[Action item]: Across the whole listing, state how many lines include "reqwest". Add nothing to that number.

[Data extract]:
//! Lexical backend on an Elasticsearch cluster, spoken to over its REST API.

use async_trait::async_trait;
use reqwest::{StatusCode, Url};
use std::time::Duration;

use super::{BackendError, LexicalBackend};
use crate::models::{LexicalDocument, LexicalHit};

pub struct ElasticsearchBackend {
    base: Url,
    index: String,
    client: reqwest::Client,
}

impl ElasticsearchBackend {
    pub fn new(url: &str, index: &str, timeout: Duration) -> anyhow::Result<Self> {
        let base = Url::parse(url)
            .map_err(|e| anyhow::anyhow!("Invalid lexical.url '{}': {}", url, e))?;
        if base.cannot_be_a_base() {
            anyhow::bail!("Invalid lexical.url '{}': not a base URL", url);
        }
        let client = reqwest::Client::builder().timeout(timeout).build()?;
        Ok(Self {
            base,
            index: index.to_string(),
            client,
        })
    }

    /// `{base}/{index}/{segments...}` with every segment percent-encoded.
    fn url(&self, segments: &[&str]) -> Result<Url, BackendError> {
        let mut url = self.base.clone();
        {
            let mut path = url
                .path_segments_mut()
                .map_err(|_| BackendError::Failed("lexical.url cannot take a path".into()))?;
            path.pop_if_empty().push(&self.index);
            for s in segments {
                path.push(s);
            }
        }
        Ok(url)
    }
}

fn map_err(e: reqwest::Error) -> BackendError {
    if e.is_timeout() {
        BackendError::Timeout(e.to_string())
    } else {
        BackendError::Failed(e.to_string())
    }
}

async fn error_body(response: reqwest::Response) -> BackendError {
    let status = response.status();
    let body = response.text().await.unwrap_or_default();
    if status == StatusCode::REQUEST_TIMEOUT || status == StatusCode::GATEWAY_TIMEOUT {
        BackendError::Timeout(format!("Elasticsearch {}: {}", status, body))
    } else {
        BackendError::Failed(format!("Elasticsearch {}: {}", status, body))
    }
}

fn index_mapping() -> serde_json::Value {
    serde_json::json!({
        "mappings": {
            "properties": {
                "content": { "type": "text" },
                "metadata": { "type": "object", "enabled": true },
                "embedding_id": { "type": "integer" }
            }
        }
    })
}

/// `bool.should` of an exact `terms` clause on `embedding_id` and a `match`
/// clause on `content`; at least one must hold. The query text goes to the
/// index analyzer untouched.
pub(crate) fn build_search_body(
    query_text: &str,
    positions: &[u64],
    limit: usize,
) -> serde_json::Value {
    serde_json::json!({
        "size": limit,
        "query": {
            "bool": {
                "should": [
                    { "terms": { "embedding_id": positions } },
                    { "match": { "content": query_text } }
                ],
                "minimum_should_match": 1
            }
        }
    })
}

pub(crate) fn parse_hits(json: &serde_json::Value) -> Result<Vec<LexicalHit>, BackendError> {
    let hits = json
        .pointer("/hits/hits")
        .and_then(|h| h.as_array())
        .ok_or_else(|| BackendError::Failed("search response missing hits.hits".into()))?;

    let mut result = Vec::with_capacity(hits.len());
    for hit in hits {
        let source = hit
            .get("_source")
            .ok_or_else(|| BackendError::Failed("search hit missing _source".into()))?;
        let Some(content) = source.get("content").and_then(|c| c.as_str()) else {
            continue;
        };
        result.push(LexicalHit {
            content: content.to_string(),
            metadata: source
                .get("metadata")
                .cloned()
                .unwrap_or(serde_json::json!({})),
            embedding_id: source
                .get("embedding_id")
                .and_then(|v| v.as_u64())
                .unwrap_or_default(),
            score: hit.get("_score").and_then(|s| s.as_f64()).unwrap_or(0.0),
        });
    }
    Ok(result)
}

#[async_trait]
impl LexicalBackend for ElasticsearchBackend {
    fn name(&self) -> &str {
        "elasticsearch"
    }

    async fn ensure_index(&self) -> Result<(), BackendError> {
        let url = self.url(&[])?;
        let response = self.client.head(url.clone()).send().await.map_err(map_err)?;
        if response.status().is_success() {
            return Ok(());
        }
        if response.status() != StatusCode::NOT_FOUND {
            return Err(error_body(response).await);
        }

        let response = self
            .client
            .put(url)
            .json(&index_mapping())
            .send()
            .await
            .map_err(map_err)?;
        if response.status().is_success() {
            tracing::info!(index = %self.index, "created lexical index");
            return Ok(());
        }

        // Lost a race with another process creating the same index
        let err = error_body(response).await;
        if err.to_string().contains("resource_already_exists_exception") {
            return Ok(());
        }
        Err(err)
    }

    async fn upsert(&self, doc: &LexicalDocument) -> Result<(), BackendError> {
        let url = self.url(&["_doc", &doc.id])?;
        let body = serde_json::json!({
            "content": doc.content,
            "metadata": doc.metadata,
            "embedding_id": doc.embedding_id,
        });
        let response = self
            .client
            .put(url)
            .json(&body)
            .send()
            .await
            .map_err(map_err)?;
        if !response.status().is_success() {
            return Err(error_body(response).await);
        }
        Ok(())
    }

    async fn search(
        &self,
        query_text: &str,
        positions: &[u64],
        limit: usize,
    ) -> Result<Vec<LexicalHit>, BackendError> {
        let url = self.url(&["_search"])?;
        let response = self
            .client
            .post(url)
            .json(&build_search_body(query_text, positions, limit))
            .send()
            .await
            .map_err(map_err)?;
        if !response.status().is_success() {
            return Err(error_body(response).await);
        }
        let json: serde_json::Value = response.json().await.map_err(map_err)?;
        parse_hits(&json)
    }

    async fn get(&self, id: &str) -> Result<Option<LexicalDocument>, BackendError> {
        let url = self.url(&["_doc", id])?;
        let response = self.client.get(url).send().await.map_err(map_err)?;
        if response.status() == StatusCode::NOT_FOUND {
            return Ok(None);
        }
        if !response.status().is_success() {
            return Err(error_body(response).await);
        }

        let json: serde_json::Value = response.json().await.map_err(map_err)?;
        let Some(source) = json.get("_source") else {
            return Ok(None);
        };
        Ok(Some(LexicalDocument {
            id: id.to_string(),
            content: source
                .get("content")
                .and_then(|c| c.as_str())
                .unwrap_or_default()
                .to_string(),
            metadata: source
                .get("metadata")
                .cloned()
                .unwrap_or(serde_json::json!({})),
            embedding_id: source
                .get("embedding_id")
                .and_then(|v| v.as_u64())
                .unwrap_or_default(),
        }))
    }

    async fn delete(&self, id: &str) -> Result<bool, BackendError> {
        let url = self.url(&["_doc", id])?;
        let response = self.client.delete(url).send().await.map_err(map_err)?;
        match response.status() {
            StatusCode::NOT_FOUND => Ok(false),
            s if s.is_success() => Ok(true),
            _ => Err(error_body(response).await),
        }
    }
}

[Solution]: 5